Even then, Sam is the only one manning his fort, which makes capturing Bugs' difficult, considering the rabbit is able to retaliate by capturing his simultaneously.  Sam attempts to continue his bombardment, but Bugs is able to put up a defence by simply catching his opponent's cannonballs with his own cannon and firing them back. When Bugs tires of that contest, he fires a large cork to plug Sam's main mortar. Sam is shot in the face while trying to remove the cork.

Frustrated, Sam burrows his way under his base and into Bugs' base using a pickaxe. Upon surfacing, Sam lights a match, only to find himself in a room full of TNT. An explosion occurs in a shack where the room is, with Sam stumbling out, dazed.

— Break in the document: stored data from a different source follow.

// db/supportdb.rs
use async_trait::async_trait;
use sqlx::Error;
use uuid::Uuid;

use super::db::DBClient;
use crate::models::supportmodel::{
    SupportMessage, SupportTicket, SupportTicketWithMessages, TicketCategory, TicketPriority,
    TicketStatus,
};

#[async_trait]
pub trait SupportExt {
    async fn create_support_ticket(
        &self,
        user_id: Uuid,
        title: String,
        description: String,
        category: TicketCategory,
        priority: TicketPriority,
    ) -> Result<SupportTicket, Error>;

    async fn get_support_tickets(
        &self,
        limit: i64,
        offset: i64,
        status: Option<TicketStatus>,
    ) -> Result<Vec<SupportTicket>, Error>;

    async fn count_support_tickets(&self, status: Option<TicketStatus>) -> Result<i64, Error>;

    async fn get_user_support_tickets(&self, user_id: Uuid) -> Result<Vec<SupportTicket>, Error>;

    async fn get_support_ticket(&self, ticket_id: Uuid) -> Result<Option<SupportTicket>, Error>;

    /// Internal notes are only included when `include_internal` is set.
    async fn get_support_ticket_with_messages(
        &self,
        ticket_id: Uuid,
        include_internal: bool,
    ) -> Result<Option<SupportTicketWithMessages>, Error>;

    async fn add_ticket_message(
        &self,
        ticket_id: Uuid,
        user_id: Uuid,
        message: String,
        is_internal: bool,
    ) -> Result<SupportMessage, Error>;

    async fn get_ticket_messages(
        &self,
        ticket_id: Uuid,
        include_internal: bool,
    ) -> Result<Vec<SupportMessage>, Error>;

    async fn update_ticket_status(
        &self,
        ticket_id: Uuid,
        status: TicketStatus,
    ) -> Result<SupportTicket, Error>;

    async fn assign_ticket(&self, ticket_id: Uuid, assigned_to: Uuid)
        -> Result<SupportTicket, Error>;
}

#[async_trait]
impl SupportExt for DBClient {
    async fn create_support_ticket(
        &self,
        user_id: Uuid,
        title: String,
        description: String,
        category: TicketCategory,
        priority: TicketPriority,
    ) -> Result<SupportTicket, Error> {
        sqlx::query_as::<_, SupportTicket>(
            r#"
            INSERT INTO support_tickets (user_id, title, description, category, priority, status)
            VALUES ($1, $2, $3, $4, $5, $6)
            RETURNING *
            "#,
        )
        .bind(user_id)
        .bind(title)
        .bind(description)
        .bind(category)
        .bind(priority)
        .bind(TicketStatus::Open)
        .fetch_one(&self.pool)
        .await
    }

    async fn get_support_tickets(
        &self,
        limit: i64,
        offset: i64,
        status: Option<TicketStatus>,
    ) -> Result<Vec<SupportTicket>, Error> {
        sqlx::query_as::<_, SupportTicket>(
            r#"
            SELECT * FROM support_tickets
            WHERE ($1::ticket_status IS NULL OR status = $1)
            ORDER BY created_at DESC
            LIMIT $2 OFFSET $3
            "#,
        )
        .bind(status)
        .bind(limit)
        .bind(offset)
        .fetch_all(&self.pool)
        .await
    }

    async fn count_support_tickets(&self, status: Option<TicketStatus>) -> Result<i64, Error> {
        sqlx::query_scalar::<_, i64>(
            "SELECT COUNT(*) FROM support_tickets WHERE ($1::ticket_status IS NULL OR status = $1)",
        )
        .bind(status)
        .fetch_one(&self.pool)
        .await
    }

    async fn get_user_support_tickets(&self, user_id: Uuid) -> Result<Vec<SupportTicket>, Error> {
        sqlx::query_as::<_, SupportTicket>(
            r#"
            SELECT * FROM support_tickets
            WHERE user_id = $1
            ORDER BY created_at DESC
            "#,
        )
        .bind(user_id)
        .fetch_all(&self.pool)
        .await
    }

    async fn get_support_ticket(&self, ticket_id: Uuid) -> Result<Option<SupportTicket>, Error> {
        sqlx::query_as::<_, SupportTicket>("SELECT * FROM support_tickets WHERE id = $1")
            .bind(ticket_id)
            .fetch_optional(&self.pool)
            .await
    }

    async fn get_support_ticket_with_messages(
        &self,
        ticket_id: Uuid,
        include_internal: bool,
    ) -> Result<Option<SupportTicketWithMessages>, Error> {
        match self.get_support_ticket(ticket_id).await? {
            Some(ticket) => {
                let messages = self.get_ticket_messages(ticket_id, include_internal).await?;
                Ok(Some(SupportTicketWithMessages { ticket, messages }))
            }
            None => Ok(None),
        }
    }

    async fn add_ticket_message(
        &self,
        ticket_id: Uuid,
        user_id: Uuid,
        message: String,
        is_internal: bool,
    ) -> Result<SupportMessage, Error> {
        let mut tx = self.pool.begin().await?;

        let msg = sqlx::query_as::<_, SupportMessage>(
            r#"
            INSERT INTO support_messages (ticket_id, user_id, message, is_internal)
            VALUES ($1, $2, $3, $4)
            RETURNING *
            "#,
        )
        .bind(ticket_id)
        .bind(user_id)
        .bind(message)
        .bind(is_internal)
        .fetch_one(&mut *tx)
        .await?;

        sqlx::query("UPDATE support_tickets SET updated_at = NOW() WHERE id = $1")
            .bind(ticket_id)
            .execute(&mut *tx)
            .await?;

        tx.commit().await?;
        Ok(msg)
    }

    async fn get_ticket_messages(
        &self,
        ticket_id: Uuid,
        include_internal: bool,
    ) -> Result<Vec<SupportMessage>, Error> {
        sqlx::query_as::<_, SupportMessage>(
            r#"
            SELECT * FROM support_messages
            WHERE ticket_id = $1 AND ($2 OR is_internal = false)
            ORDER BY created_at ASC
            "#,
        )
        .bind(ticket_id)
        .bind(include_internal)
        .fetch_all(&self.pool)
        .await
    }

    async fn update_ticket_status(
        &self,
        ticket_id: Uuid,
        status: TicketStatus,
    ) -> Result<SupportTicket, Error> {
        sqlx::query_as::<_, SupportTicket>(
            r#"
            UPDATE support_tickets
            SET status = $1, updated_at = NOW()
            WHERE id = $2
            RETURNING *
            "#,
        )
        .bind(status)
        .bind(ticket_id)
        .fetch_one(&self.pool)
        .await
    }

    async fn assign_ticket(
        &self,
        ticket_id: Uuid,
        assigned_to: Uuid,
    ) -> Result<SupportTicket, Error> {
        sqlx::query_as::<_, SupportTicket>(
            r#"
            UPDATE support_tickets
            SET assigned_to = $1,
                status = CASE WHEN status = 'open' THEN 'in_progress'::ticket_status ELSE status END,
                updated_at = NOW()
            WHERE id = $2
            RETURNING *
            "#,
        )
        .bind(assigned_to)
        .bind(ticket_id)
        .fetch_one(&self.pool)
        .await
    }
}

As the last gambit, Sam uses a keg of gunpowder in an attempt to blow up Bug's base; unbeknownst to Sam, gunpowder falls into Sam's back pocket due to a hole in the keg, creating a trail of gunpowder. After Sam lights the fuse, Bugs, sitting on the powder keg and munching a carrot, calmly extinguishes it and nonchalantly lights the trail of gunpowder left by Sam. Fleeing from the inevitable trail, Sam runs away from the base and up an apple tree, which eventually explodes on him.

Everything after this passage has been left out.